◆ EXERCISE DIRECTIONS
The answer must consist of every line from the entries that holds the word "warn".

[Data items]
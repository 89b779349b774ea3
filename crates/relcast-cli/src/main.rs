//! relcast - release orchestration CLI
//!
//! Turns a tag push or a manual dispatch into one versioned, multi-platform
//! release with a checksum manifest.
//!
//! ## Commands
//!
//! - `plan`: resolve a trigger into a release plan
//! - `targets`: list the effective build targets
//! - `manifest`: checksum the archives in a directory
//! - `verify`: check a manifest against the files beside it
//! - `run`: build, tag and publish

use std::path::{Path, PathBuf};
use std::sync::Arc;

use anyhow::{Context, Result};
use chrono::{NaiveDate, Utc};
use clap::{Args, Parser, Subcommand};
use tracing::{info, warn, Level};

use relcast_ci::{default_targets, load_targets, toolchain_builder, ReleasePipeline};
use relcast_core::{
    capture_head_sha, compute_manifest, resolve, verify_manifest, write_manifest,
    AggregatedArtifactSet, BuildTarget, CancelSignal, ChecksumManifest, ContentDigest,
    GitTagRegistry, GithubReleaseHost, MemoryReleaseHost, MemoryTagRegistry, PipelineConfig,
    ReleaseHost, ReleaseType, TagRegistry, TriggerEvent, VerifyOutcome, VerifyStatus,
    DEFAULT_MANIFEST_NAME,
};

#[derive(Parser)]
#[command(name = "relcast")]
#[command(version = env!("CARGO_PKG_VERSION"))]
#[command(about = "Release orchestration: one trigger in, one multi-platform release out", long_about = None)]
struct Cli {
    /// Enable verbose output
    #[arg(short, long, global = true)]
    verbose: bool,

    /// Emit JSON-formatted log lines
    #[arg(long, global = true)]
    json: bool,

    #[command(subcommand)]
    command: Commands,
}

/// Where the trigger comes from. Exactly one source is required.
#[derive(Args, Debug, Clone)]
#[group(required = true, multiple = false)]
struct TriggerArgs {
    /// Pushed tag ref, e.g. refs/tags/v1.2.3
    #[arg(long)]
    tag: Option<String>,

    /// Manual dispatch release type (nightly or test)
    #[arg(long)]
    dispatch: Option<ReleaseType>,

    /// Read the trigger from GITHUB_EVENT_NAME / GITHUB_REF / RELCAST_RELEASE_TYPE
    #[arg(long)]
    from_env: bool,
}

impl TriggerArgs {
    fn to_event(&self) -> Result<TriggerEvent> {
        if let Some(tag) = &self.tag {
            return Ok(TriggerEvent::tag_push(tag.as_str()));
        }
        if let Some(release_type) = self.dispatch {
            return Ok(TriggerEvent::manual(release_type));
        }
        TriggerEvent::from_env().context("Failed to read trigger from environment")
    }
}

#[derive(Args, Debug, Clone)]
struct TargetArgs {
    /// Binary produced by the toolchain
    #[arg(long, env = "RELCAST_BINARY", default_value = "relcast")]
    binary: String,

    /// JSON file with build targets (default: builtin platforms)
    #[arg(long, env = "RELCAST_TARGETS")]
    targets: Option<PathBuf>,
}

impl TargetArgs {
    fn load(&self) -> Result<Vec<BuildTarget>> {
        match &self.targets {
            Some(path) => load_targets(path)
                .with_context(|| format!("Failed to load targets from {}", path.display())),
            None => Ok(default_targets(&self.binary)),
        }
    }
}

#[derive(Subcommand)]
enum Commands {
    /// Resolve a trigger and print the release plan as JSON
    Plan {
        #[command(flatten)]
        trigger: TriggerArgs,

        /// Date used for dispatch versions (default: today, UTC)
        #[arg(long)]
        date: Option<NaiveDate>,
    },

    /// List the effective build targets
    Targets {
        #[command(flatten)]
        targets: TargetArgs,
    },

    /// Compute the checksum manifest for the archives in a directory
    Manifest {
        /// Directory holding the archives
        dir: PathBuf,

        /// Manifest file name (excluded from hashing)
        #[arg(long, default_value = DEFAULT_MANIFEST_NAME)]
        name: String,

        /// Write the manifest into the directory instead of printing it
        #[arg(long)]
        write: bool,
    },

    /// Verify a manifest against the files beside it
    Verify {
        /// Path to the manifest file
        manifest: PathBuf,
    },

    /// Build every target, tag if needed, and publish the release
    Run {
        #[command(flatten)]
        trigger: TriggerArgs,

        #[command(flatten)]
        targets: TargetArgs,

        /// Source checkout to build (overrides RELCAST_WORKSPACE)
        #[arg(long)]
        workspace: Option<PathBuf>,

        /// Staging root (overrides RELCAST_STAGING_DIR)
        #[arg(long)]
        staging_dir: Option<PathBuf>,

        /// Date used for dispatch versions (default: today, UTC)
        #[arg(long)]
        date: Option<NaiveDate>,

        /// Build for real but tag and publish into memory only
        #[arg(long)]
        dry_run: bool,
    },
}

#[tokio::main]
async fn main() -> Result<()> {
    let cli = Cli::parse();

    // Setup logging
    let level = if cli.verbose {
        Level::DEBUG
    } else {
        Level::INFO
    };
    relcast_core::init_tracing(cli.json, level);

    match cli.command {
        Commands::Plan { trigger, date } => cmd_plan(&trigger, date),
        Commands::Targets { targets } => cmd_targets(&targets),
        Commands::Manifest { dir, name, write } => cmd_manifest(&dir, &name, write),
        Commands::Verify { manifest } => cmd_verify(&manifest),
        Commands::Run {
            trigger,
            targets,
            workspace,
            staging_dir,
            date,
            dry_run,
        } => cmd_run(&trigger, &targets, workspace, staging_dir, date, dry_run).await,
    }
}

fn today_or(date: Option<NaiveDate>) -> NaiveDate {
    date.unwrap_or_else(|| Utc::now().date_naive())
}

fn cmd_plan(trigger: &TriggerArgs, date: Option<NaiveDate>) -> Result<()> {
    let event = trigger.to_event()?;
    let plan = resolve(&event, today_or(date)).context("Failed to resolve trigger")?;
    println!("{}", serde_json::to_string_pretty(&plan)?);
    Ok(())
}

fn cmd_targets(args: &TargetArgs) -> Result<()> {
    let targets = args.load()?;
    for target in &targets {
        println!(
            "{:<16} {:<28} {}",
            target.platform_id, target.toolchain_triple, target.archive_name
        );
    }
    Ok(())
}

fn manifest_for_dir(dir: &Path, name: &str) -> Result<ChecksumManifest> {
    let set = AggregatedArtifactSet::from_dir(dir, &[name])
        .with_context(|| format!("Failed to read archives in {}", dir.display()))?;
    if set.is_empty() {
        anyhow::bail!("No archives found in {}", dir.display());
    }
    Ok(compute_manifest(&set)?)
}

fn cmd_manifest(dir: &Path, name: &str, write: bool) -> Result<()> {
    let manifest = manifest_for_dir(dir, name)?;
    if write {
        let path = write_manifest(&manifest, dir, name)?;
        println!("Wrote {} ({} entries)", path.display(), manifest.len());
    } else {
        print!("{}", manifest.render());
    }
    Ok(())
}

fn cmd_verify(manifest_path: &Path) -> Result<()> {
    let text = std::fs::read_to_string(manifest_path)
        .with_context(|| format!("Failed to read {}", manifest_path.display()))?;
    let manifest = ChecksumManifest::parse(&text)?;
    let dir = manifest_path.parent().unwrap_or_else(|| Path::new("."));

    let outcomes = verify_manifest(&manifest, dir)?;
    let mut failed = 0;
    for outcome in &outcomes {
        if outcome.status != VerifyStatus::Ok {
            failed += 1;
        }
        println!("{}", verify_line(outcome, &manifest));
    }

    if failed > 0 {
        anyhow::bail!("{failed} of {} entries did not verify", outcomes.len());
    }
    Ok(())
}

/// `sha256sum -c` style line, with short digests on a mismatch.
fn verify_line(outcome: &VerifyOutcome, manifest: &ChecksumManifest) -> String {
    match &outcome.status {
        VerifyStatus::Ok => format!("{}: OK", outcome.archive_name),
        VerifyStatus::Missing => format!("{}: MISSING", outcome.archive_name),
        VerifyStatus::Mismatch { actual } => {
            let expected = manifest
                .digest_of(&outcome.archive_name)
                .map(|d| d.short().to_string())
                .unwrap_or_default();
            let actual = ContentDigest::try_from(actual.clone())
                .map(|d| d.short().to_string())
                .unwrap_or_else(|_| actual.clone());
            format!(
                "{}: FAILED (expected {expected}, got {actual})",
                outcome.archive_name
            )
        }
    }
}

async fn cmd_run(
    trigger: &TriggerArgs,
    target_args: &TargetArgs,
    workspace: Option<PathBuf>,
    staging_dir: Option<PathBuf>,
    date: Option<NaiveDate>,
    dry_run: bool,
) -> Result<()> {
    let event = trigger.to_event()?;
    let today = today_or(date);

    let mut config = PipelineConfig::from_env()?;
    if let Some(dir) = workspace {
        config = config.with_workspace(dir);
    }
    if let Some(dir) = staging_dir {
        config = config.with_staging_dir(dir);
    }
    let targets = target_args.load()?;
    let workspace = config.workspace_dir.clone();

    let (tags, host): (Arc<dyn TagRegistry>, Arc<dyn ReleaseHost>) = if dry_run {
        let head = capture_head_sha(&workspace).unwrap_or_else(|e| {
            warn!(error = %e, "No git HEAD, dry run tags will point at a placeholder");
            "0".repeat(40)
        });
        let mut registry = MemoryTagRegistry::new(&head);
        // A tag push means the tag already exists upstream.
        let plan = resolve(&event, today)?;
        if !plan.requires_tag_creation {
            registry = registry.with_tag(&plan.tag_name);
        }
        (Arc::new(registry), Arc::new(MemoryReleaseHost::new()))
    } else {
        let registry = GitTagRegistry::new(&workspace, config.remote.clone())
            .context("Failed to open git repository")?;
        let host = GithubReleaseHost::from_env().context("Failed to configure GitHub client")?;
        (Arc::new(registry), Arc::new(host))
    };

    let cancel = CancelSignal::new();
    let on_interrupt = cancel.clone();
    tokio::spawn(async move {
        if tokio::signal::ctrl_c().await.is_ok() {
            warn!("Interrupt received, cancelling release");
            on_interrupt.cancel();
        }
    });

    println!("Running release pipeline for workspace: {}", workspace.display());
    println!("Targets: {}", targets.len());
    if dry_run {
        println!("Mode: dry run (nothing is tagged or published)");
    }
    println!();

    let builder = toolchain_builder(config.workspace_dir.clone());
    let pipeline =
        ReleasePipeline::new(config, targets, builder, tags, host).with_cancel(cancel);
    let report = pipeline
        .run(&event, today)
        .await
        .context("Release pipeline failed")?;

    info!(run_id = %report.run_id, "Pipeline finished");
    println!("Run ID: {}", report.run_id);
    println!(
        "Release: {} ({})",
        report.release.display_name, report.release.tag_name
    );
    println!("Pre-release: {}", report.release.is_prerelease);
    if let Some(url) = &report.release.html_url {
        println!("URL: {url}");
    }
    println!("Duration: {}ms", report.duration_ms);
    println!();
    for file in &report.release.attached_files {
        println!("  ✓ {} ({} bytes)", file.name, file.size_bytes);
    }
    Ok(())
}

◆ ANSWER TO THE EXERCISE
use tracing::{info, warn, Level};
            warn!(error = %e, "No git HEAD, dry run tags will point at a placeholder");
            warn!("Interrupt received, cancelling release");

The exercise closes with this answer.